‘Real Solitude’ and How Social Media Destroys Your Time for Yourself

Woman using mobile phone

In this day and age, everyone is ‘on’ by default. We are met with stimulus wherever we go and, quite frankly, it makes learning less enjoyable. When you can simply use the handy gadget that can fit in your pocket to search for what you need, it hardly matters whether you retained knowledge and actually ‘learned’ something. Why would it, when you can simply fish out the information online when you need it again?

Yet another reason being always on can be detrimental to one’s health is it strips you of your ‘alone’ time. Many would say they have allocated some time for themselves and call it self-care, but then they post about it on social media as if some proof is necessary to show that they do care for themselves.

‘Real Solitude’ is Now an Alien Concept

Though people still read books, it’s not the enjoyable activity it used to be. Nowadays, it is easy to get distracted while reading, especially when you are not holding an actual book to do so. E-book readers and apps often come in devices that allow for connectivity, which means you can easily be disturbed by notifications from other apps you have on your device. Granted, no one fully embraced a digital reading experience, as a real book gives an immersive experience, but be honest — you feel the itch to check your phone every once in a while, don’t you?

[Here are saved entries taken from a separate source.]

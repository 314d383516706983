// Dotlanth
// Copyright (C) 2025 Synerthink

// This program is free software: you can redistribute it and/or modify
// it under the terms of the GNU Affero General Public License as published by
// the Free Software Foundation, either version 3 of the License, or
// (at your option) any later version.

// This program is distributed in the hope that it will be useful,
// but WITHOUT ANY WARRANTY; without even the implied warranty of
// MERCHANTABILITY or FITNESS FOR A PARTICULAR PURPOSE.  See the
// GNU Affero General Public License for more details.

// You should have received a copy of the GNU Affero General Public License
// along with this program.  If not, see <http://www.gnu.org/licenses/>.

//! Functions and parameters

use crate::types::AbstractType;
use serde::{Deserialize, Serialize};

/// Maximum number of parameters a function may declare
pub const MAX_PARAMETERS: usize = 16;

/// Reserved function names that select a special [`FunctionKind`]
pub mod sentinel {
    pub const CONSTRUCTOR: &str = "@constructor";
    pub const CREATOR: &str = "@creator";
    pub const VALUE_CONSTRUCTOR: &str = "@value_constructor";
    pub const INITIALIZER: &str = "@initializer";
    pub const DESTRUCTOR: &str = "@destructor";
}

/// Member visibility
#[derive(Debug, Clone, Copy, Default, PartialEq, Eq, Hash, Serialize, Deserialize)]
#[serde(rename_all = "lowercase")]
pub enum Visibility {
    #[default]
    Public,
    Protected,
}

/// What a function does at the wrapper/engine boundary
#[derive(Debug, Clone, Copy, PartialEq, Eq, Hash)]
pub enum FunctionKind {
    /// Forwards to the engine method of the same name
    Ordinary,
    /// Builds a fresh backing object from its arguments
    Constructor,
    /// Adopts a backing object created by the engine
    Creator,
    /// Static factory building a fresh backing object for a value type
    ValueConstructor,
    /// Links an existing wrapper to a backing object
    Initializer,
    /// Releases the backing object
    Destructor,
    /// Implemented by user code, invoked by the engine
    Callback,
}

impl FunctionKind {
    /// Classify a function by its name and callback flag
    pub fn classify(name: &str, is_callback: bool) -> Self {
        if is_callback {
            return Self::Callback;
        }
        match name {
            sentinel::CONSTRUCTOR => Self::Constructor,
            sentinel::CREATOR => Self::Creator,
            sentinel::VALUE_CONSTRUCTOR => Self::ValueConstructor,
            sentinel::INITIALIZER => Self::Initializer,
            sentinel::DESTRUCTOR => Self::Destructor,
            _ => Self::Ordinary,
        }
    }

    /// Reserved name for special kinds
    pub fn sentinel(self) -> Option<&'static str> {
        match self {
            Self::Constructor => Some(sentinel::CONSTRUCTOR),
            Self::Creator => Some(sentinel::CREATOR),
            Self::ValueConstructor => Some(sentinel::VALUE_CONSTRUCTOR),
            Self::Initializer => Some(sentinel::INITIALIZER),
            Self::Destructor => Some(sentinel::DESTRUCTOR),
            Self::Ordinary | Self::Callback => None,
        }
    }

    /// Anything other than an ordinary forwarding method
    pub fn is_special(self) -> bool {
        !matches!(self, Self::Ordinary)
    }

    /// Kinds whose body establishes the wrapper/backing pairing
    pub fn links_identity(self) -> bool {
        matches!(self, Self::Constructor | Self::Creator | Self::ValueConstructor | Self::Initializer)
    }

    /// Kinds that construct a new backing object
    pub fn builds_backing_object(self) -> bool {
        matches!(self, Self::Constructor | Self::ValueConstructor)
    }
}

/// Modifiers orthogonal to the function kind
#[derive(Debug, Clone, Copy, Default, PartialEq, Eq, Hash)]
pub struct FunctionModifiers {
    pub is_static: bool,
    pub is_virtual: bool,
    /// A subclass redeclares this function, so it is not inherited
    pub overridden_in_subclass: bool,
    /// The returned object is freshly created by the engine and has no wrapper yet
    pub creates_backing_object: bool,
}

/// A named, typed parameter
#[derive(Debug, Clone, PartialEq, Eq, Hash, Serialize, Deserialize)]
pub struct Parameter {
    pub name: String,
    #[serde(rename = "type")]
    pub ty: AbstractType,
}

impl Parameter {
    pub fn new(name: impl Into<String>, ty: AbstractType) -> Self {
        Self { name: name.into(), ty }
    }

    /// Recomputed from the type on every call
    pub fn passed_by_reference(&self) -> bool {
        self.ty.is_passed_by_reference()
    }
}

/// A function of a class, or a free function
#[derive(Debug, Clone, PartialEq)]
pub struct Function {
    pub doc: String,
    pub name: String,
    /// Appended to the surface name where the dialect cannot overload
    pub overload_suffix: String,
    pub return_type: AbstractType,
    pub kind: FunctionKind,
    pub visibility: Visibility,
    pub modifiers: FunctionModifiers,
    pub parameters: Vec<Parameter>,
}

impl Function {
    /// Create a function; its kind follows from the name
    pub fn new(name: impl Into<String>, return_type: AbstractType) -> Self {
        let name = name.into();
        Self {
            kind: FunctionKind::classify(&name, false),
            doc: String::new(),
            name,
            overload_suffix: String::new(),
            return_type,
            visibility: Visibility::Public,
            modifiers: FunctionModifiers::default(),
            parameters: Vec::new(),
        }
    }

    /// Create a special function from its kind
    pub fn special(kind: FunctionKind) -> Self {
        let name = kind.sentinel().unwrap_or_default();
        let mut function = Self::new(name, AbstractType::None);
        function.kind = kind;
        function
    }

    pub fn with_doc(mut self, doc: impl Into<String>) -> Self {
        self.doc = doc.into();
        self
    }

    pub fn with_suffix(mut self, suffix: impl Into<String>) -> Self {
        self.overload_suffix = suffix.into();
        self
    }

    pub fn param(mut self, name: impl Into<String>, ty: AbstractType) -> Self {
        self.parameters.push(Parameter::new(name, ty));
        self
    }

    pub fn protected(mut self) -> Self {
        self.visibility = Visibility::Protected;
        self
    }

    pub fn static_method(mut self) -> Self {
        self.modifiers.is_static = true;
        self
    }

    pub fn virtual_method(mut self) -> Self {
        self.modifiers.is_virtual = true;
        self
    }

    pub fn overridden(mut self) -> Self {
        self.modifiers.overridden_in_subclass = true;
        self
    }

    pub fn creates_backing_object(mut self) -> Self {
        self.modifiers.creates_backing_object = true;
        self
    }

    pub fn callback(mut self) -> Self {
        self.kind = FunctionKind::Callback;
        self
    }

    /// Index of the variadic marker, if present
    pub fn varargs_position(&self) -> Option<usize> {
        self.parameters.iter().position(|p| p.ty.is_varargs())
    }

    pub fn is_variadic(&self) -> bool {
        self.varargs_position().is_some()
    }

    /// Parameters before the variadic marker (all parameters when there is none)
    pub fn fixed_parameters(&self) -> &[Parameter] {
        match self.varargs_position() {
            Some(index) => &self.parameters[..index],
            None => &self.parameters,
        }
    }

    /// Repeated-group parameters following the variadic marker
    pub fn group_parameters(&self) -> &[Parameter] {
        match self.varargs_position() {
            Some(index) => &self.parameters[index + 1..],
            None => &[],
        }
    }

    /// Surfaced again on every subclass by the inherited pass
    pub fn is_inheritable(&self) -> bool {
        self.kind == FunctionKind::Ordinary && !self.modifiers.overridden_in_subclass
    }

    /// Name plus overload suffix
    pub fn disambiguated_name(&self) -> String {
        format!("{}{}", self.name, self.overload_suffix)
    }
}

The change in the book-reading experience is not the only symptom of a widespread problem: the lack of real solitude. Now, that it is so easy to be connected to everyone through social media, the separation of time for yourself and time with others have blurred significantly. Even during your solitude you may still be chatting away or mindlessly scrolling through your feed.

Why We Need Our Solitude

Woman holding cup
One could argue that humans are social beings and therefore there is nothing wrong with staying connected. It is not the ‘staying connected’ part that is the problem; it’s how meaningful those connections are. You may be friends with thousands on social media but when you are unable to communicate with them or their profiles only make you feel bad about yourself, something is wrong.

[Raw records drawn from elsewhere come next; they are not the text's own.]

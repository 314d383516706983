// Dotlanth
// Copyright (C) 2025 Synerthink

// This program is free software: you can redistribute it and/or modify
// it under the terms of the GNU Affero General Public License as published by
// the Free Software Foundation, either version 3 of the License, or
// (at your option) any later version.

// This program is distributed in the hope that it will be useful,
// but WITHOUT ANY WARRANTY; without even the implied warranty of
// MERCHANTABILITY or FITNESS FOR A PARTICULAR PURPOSE.  See the
// GNU Affero General Public License for more details.

// You should have received a copy of the GNU Affero General Public License
// along with this program.  If not, see <http://www.gnu.org/licenses/>.

//! Source text writer used by every emitter

/// Line-oriented writer holding one artifact's output buffer and indentation cursor
#[derive(Debug, Clone)]
pub struct SourceWriter {
    buffer: String,
    depth: usize,
    indent_width: usize,
}

impl Default for SourceWriter {
    fn default() -> Self {
        Self::new(4)
    }
}

impl SourceWriter {
    /// Create a new writer indenting by `indent_width` spaces per level
    pub fn new(indent_width: usize) -> Self {
        Self {
            buffer: String::new(),
            depth: 0,
            indent_width,
        }
    }

    /// Current indentation depth
    pub fn depth(&self) -> usize {
        self.depth
    }

    /// Get the current size of the buffer
    pub fn size(&self) -> usize {
        self.buffer.len()
    }

    pub fn as_str(&self) -> &str {
        &self.buffer
    }

    /// Take ownership of the buffer
    pub fn into_string(self) -> String {
        self.buffer
    }

    /// Clear the buffer and reset indentation
    pub fn clear(&mut self) {
        self.buffer.clear();
        self.depth = 0;
    }

    /// Write one line at the current depth
    pub fn line(&mut self, text: impl AsRef<str>) {
        self.line_at(self.depth, text);
    }

    /// Write one line at an explicit depth
    pub fn line_at(&mut self, depth: usize, text: impl AsRef<str>) {
        let text = text.as_ref();
        if !text.is_empty() {
            self.buffer.extend(std::iter::repeat_n(' ', depth * self.indent_width));
            self.buffer.push_str(text);
        }
        self.buffer.push('\n');
    }

    pub fn blank(&mut self) {
        self.buffer.push('\n');
    }

    pub fn indent(&mut self) {
        self.depth += 1;
    }

    pub fn dedent(&mut self) {
        self.depth = self.depth.saturating_sub(1);
    }

    /// Write `header {` and indent
    pub fn open(&mut self, header: impl AsRef<str>) {
        let header = header.as_ref();
        if header.is_empty() {
            self.line("{");
        } else {
            self.line(format!("{header} {{"));
        }
        self.indent();
    }

    /// Dedent and write `}` followed by `suffix`
    pub fn close(&mut self, suffix: &str) {
        self.dedent();
        self.line(format!("}}{suffix}"));
    }

    /// Write a `//` comment, one line per input line
    pub fn comment(&mut self, text: &str) {
        for line in text.lines() {
            if line.is_empty() {
                self.line("//");
            } else {
                self.line(format!("// {line}"));
            }
        }
    }

    /// Append already formatted text verbatim
    pub fn raw(&mut self, text: &str) {
        self.buffer.push_str(text);
    }
}

#[cfg(test)]
mod tests {
    use super::*;

    #[test]
    fn test_indentation() {
        let mut writer = SourceWriter::new(2);
        writer.open("struct IlBuilder");
        writer.line("void * _impl;");
        writer.close(";");
        assert_eq!(writer.as_str(), "struct IlBuilder {\n  void * _impl;\n};\n");
        assert_eq!(writer.depth(), 0);
    }

    #[test]
    fn test_blank_lines_carry_no_indentation() {
        let mut writer = SourceWriter::default();
        writer.indent();
        writer.line("");
        writer.blank();
        assert_eq!(writer.as_str(), "\n\n");
    }

    #[test]
    fn test_comment_and_dedent_saturates() {
        let mut writer = SourceWriter::default();
        writer.dedent();
        writer.comment("first\n\nsecond");
        assert_eq!(writer.into_string(), "// first\n//\n// second\n");
    }
}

Every second, there is something to see on social media. Every second, you can either feel good or feel bad about someone else’s post. Every second, you are allowing likes and comments on your own posts to define your worth. Take all those seconds and use them in a yoga meditation retreat and the results will be drastically different. Yoga and other forms of meditation require that you focus on the moment. Something so simple as breathing is suddenly important, and whilst you are working on your yoga poses, there is no room for you to check the latest updates on your feed. This allows you to be in tune with yourself and nothing else.

No one can tell you how to use your time. However, if you choose to use it on mindless activities that misplace your self-worth and make you feel bad by comparing your life with someone else’s, you are setting yourself up to fail.